—for Tez—
IN THE BEGINNING, there was Te Kore, the Nothing. From Te Kore came Great Woman the Night. The fantails laughed, the Great Woman awoke and death came into the world.
The last habitable corner of that world to be settled by humans was the land of the long white cloud. But even before there was language to name things there was Aotearoa.
Out of the void comes a young Maori male dressed in black jeans and a purple tie-dyed T-shirt. He is sloping along the road next to the golf course — Racecourse Road, incongruously enough — past vivid, roller-manicured lawns; like carpets laid out in the sunshine. “White men’s lawns, eh. Cut grass is life an fuckin death to the Pakeha.”
Smoke billows from the Glenbrook steel mill to form a long white cloud across the sky’s Cinemascope screen before him.
Who is this misfit? What aspect of him lingers with me?
I first felt his presence. Later came his voice: a phantom looming from that same darkness. He took on a life of his own, this wanderer: Te Kaihau, the loafer. His radio-Walkman is tuned to bfm. “Louder Than A Bomb” goes their slogan and they play the Mutton Birds and Supergroove and The Headless Chickens.
His people have been here for a long time. They came in canoes; with their own music and a dream quite different from their destiny.
He remembers Pukekohe, the town in which he had been born — ‘Pookie’ for short — as one might remember the pattern of the wallpaper in a childhood bedroom.
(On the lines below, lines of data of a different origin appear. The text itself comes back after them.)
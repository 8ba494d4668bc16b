//! Setup shared by the encrypt and decrypt functions: arity, the `key`
//! parameter, key loading, platform check and context derivation.

use std::collections::HashMap;
use std::path::Path;

use common::protocol::{ColumnSpec, ColumnType, ParameterDescriptor};
use tracing::{debug, info};

use crate::crypto::platform::{self, Backend};
use crate::crypto::{load_key_file, CipherContext};

use super::error::FunctionError;

/// Name of the parameter holding the key file path.
pub const KEY_PATH_PARAM: &str = "key";

/// Longest accepted host string.
pub const MAX_VARCHAR_LEN: usize = 65_000;

/// Platform path length limit.
pub const PATH_MAX: usize = 4096;

/// Longest accepted key path: the smaller of the path limit and the host
/// string limit.
pub const MAX_KEY_PATH: usize = if PATH_MAX <= MAX_VARCHAR_LEN {
    PATH_MAX
} else {
    MAX_VARCHAR_LEN
};

/// Everything a factory needs to set up one function instance.
#[derive(Debug, Clone, Copy)]
pub struct SetupContext<'a> {
    pub parameters: &'a HashMap<String, String>,
    pub arg_types: &'a [ColumnSpec],
    pub require_hardware: bool,
}

/// Reject any argument count other than 1 or 2.
pub fn check_arity(count: usize) -> Result<(), FunctionError> {
    if count == 0 || count > 2 {
        return Err(FunctionError::Arity(count));
    }
    Ok(())
}

/// Declaration of the `key` parameter.
pub fn key_parameter() -> ParameterDescriptor {
    ParameterDescriptor {
        name: KEY_PATH_PARAM.into(),
        column_type: ColumnType::Varchar,
        length: MAX_KEY_PATH as i64,
        required: true,
        nullable: false,
        description:
            "Specifies the path to a file containing a 256-bit AES key in hexadecimal representation."
                .into(),
    }
}

/// State shared by both directions for the lifetime of one statement.
#[derive(Debug)]
pub struct AesGcmFunction {
    context: CipherContext,
    column_name: String,
    backend: Backend,
}

impl AesGcmFunction {
    /// Validate the arguments, read the key and derive the cipher context.
    ///
    /// # Errors
    ///
    /// - [`FunctionError::Arity`] for anything other than 1 or 2 arguments.
    /// - [`FunctionError::MissingParameter`] / [`FunctionError::ParameterTooLong`]
    ///   for a missing or oversized `key` parameter.
    /// - [`FunctionError::KeyFormat`] if the key file is unreadable or malformed.
    /// - [`FunctionError::UnsupportedPlatform`] if hardware AES is required but absent.
    pub fn setup(setup: &SetupContext<'_>) -> Result<Self, FunctionError> {
        check_arity(setup.arg_types.len())?;
        let column_name = setup.arg_types[0].name.clone();

        let key_path = setup
            .parameters
            .get(KEY_PATH_PARAM)
            .ok_or(FunctionError::MissingParameter(KEY_PATH_PARAM))?;
        if key_path.len() > MAX_KEY_PATH {
            return Err(FunctionError::ParameterTooLong {
                name: KEY_PATH_PARAM,
                max: MAX_KEY_PATH,
            });
        }

        let key = load_key_file(Path::new(key_path))?;
        let backend = platform::check_support(setup.require_hardware)?;
        let context = CipherContext::derive(&key);
        drop(key);

        info!(column = %column_name, key_path = %key_path, ?backend, "function set up");
        Ok(Self {
            context,
            column_name,
            backend,
        })
    }

    pub fn context(&self) -> &CipherContext {
        &self.context
    }

    /// Name of the first argument column, used in error messages.
    pub fn column_name(&self) -> &str {
        &self.column_name
    }

    pub fn backend(&self) -> Backend {
        self.backend
    }

    /// Re-check the block's width before reading any row.
    pub fn check_block_arity(&self, column_count: usize) -> Result<(), FunctionError> {
        check_arity(column_count).inspect_err(|_| {
            debug!(column = %self.column_name, column_count, "block rejected for arity");
        })
    }
}


#[cfg(test)]
mod tests {
    use super::test_support::{key_file, ZERO_KEY_HEX};
    use super::*;

    fn columns(n: usize) -> Vec<ColumnSpec> {
        (0..n)
            .map(|i| ColumnSpec::new(format!("col{i}"), ColumnType::Varchar, 32))
            .collect()
    }

    fn params(path: &str) -> HashMap<String, String> {
        HashMap::from([(KEY_PATH_PARAM.to_owned(), path.to_owned())])
    }

    #[test]
    fn max_key_path_is_path_max() {
        assert_eq!(MAX_KEY_PATH, 4096);
    }

    #[test]
    fn arity_bounds() {
        assert!(check_arity(1).is_ok());
        assert!(check_arity(2).is_ok());
        assert!(matches!(check_arity(0), Err(FunctionError::Arity(0))));
        assert!(matches!(check_arity(3), Err(FunctionError::Arity(3))));
    }

    #[test]
    fn setup_with_valid_key() {
        let file = key_file(ZERO_KEY_HEX);
        let parameters = params(file.path().to_str().unwrap());
        let cols = columns(2);
        let f = AesGcmFunction::setup(&SetupContext {
            parameters: &parameters,
            arg_types: &cols,
            require_hardware: false,
        })
        .unwrap();
        assert_eq!(f.column_name(), "col0");
    }

    #[test]
    fn setup_rejects_three_arguments_before_reading_key() {
        let parameters = HashMap::new();
        let cols = columns(3);
        let err = AesGcmFunction::setup(&SetupContext {
            parameters: &parameters,
            arg_types: &cols,
            require_hardware: false,
        })
        .unwrap_err();
        assert!(err.to_string().contains("but 3 provided"));
    }

    #[test]
    fn setup_requires_key_parameter() {
        let parameters = HashMap::new();
        let cols = columns(1);
        let err = AesGcmFunction::setup(&SetupContext {
            parameters: &parameters,
            arg_types: &cols,
            require_hardware: false,
        })
        .unwrap_err();
        assert_eq!(err.to_string(), "required parameter \"key\" missing");
    }

    #[test]
    fn setup_rejects_oversized_path() {
        let parameters = params(&"k".repeat(MAX_KEY_PATH + 1));
        let cols = columns(1);
        let err = AesGcmFunction::setup(&SetupContext {
            parameters: &parameters,
            arg_types: &cols,
            require_hardware: false,
        })
        .unwrap_err();
        assert!(matches!(err, FunctionError::ParameterTooLong { .. }));
    }

    #[test]
    fn setup_reports_bad_key_file_path() {
        let file = key_file("not-a-key");
        let path = file.path().to_str().unwrap().to_owned();
        let parameters = params(&path);
        let cols = columns(1);
        let err = AesGcmFunction::setup(&SetupContext {
            parameters: &parameters,
            arg_types: &cols,
            require_hardware: false,
        })
        .unwrap_err();
        assert!(matches!(err, FunctionError::KeyFormat(_)));
        assert!(err.to_string().contains(&path));
    }

    #[test]
    fn key_parameter_declaration() {
        let p = key_parameter();
        assert_eq!(p.name, "key");
        assert!(p.required);
        assert!(!p.nullable);
        assert_eq!(p.length, MAX_KEY_PATH as i64);
    }
}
A town with all the charm of a small Midwestern trading-post; a brightly-coloured blot on a landscape characterised by utility vehicles, verandas, primeval bird calls, alien grasshoppers, cold beer, positive thinking, foreign thieves and staunch cannibals. With a language of its own: utes, decks, tui, weta, Stein Lager, not a problem, Pakeha and Maori.
In my Inside-Head, I practise saying the misfit’s name; try pronouncing it the way he would: Tah´neh. His name is Tane because — although in quite different circumstances — like the son of Rangi, the Sky Father, he created the world in which he lives by pushing apart his parents.
Tah´neh.
The reedy timbre of his voice is like music to me.
*
Read on...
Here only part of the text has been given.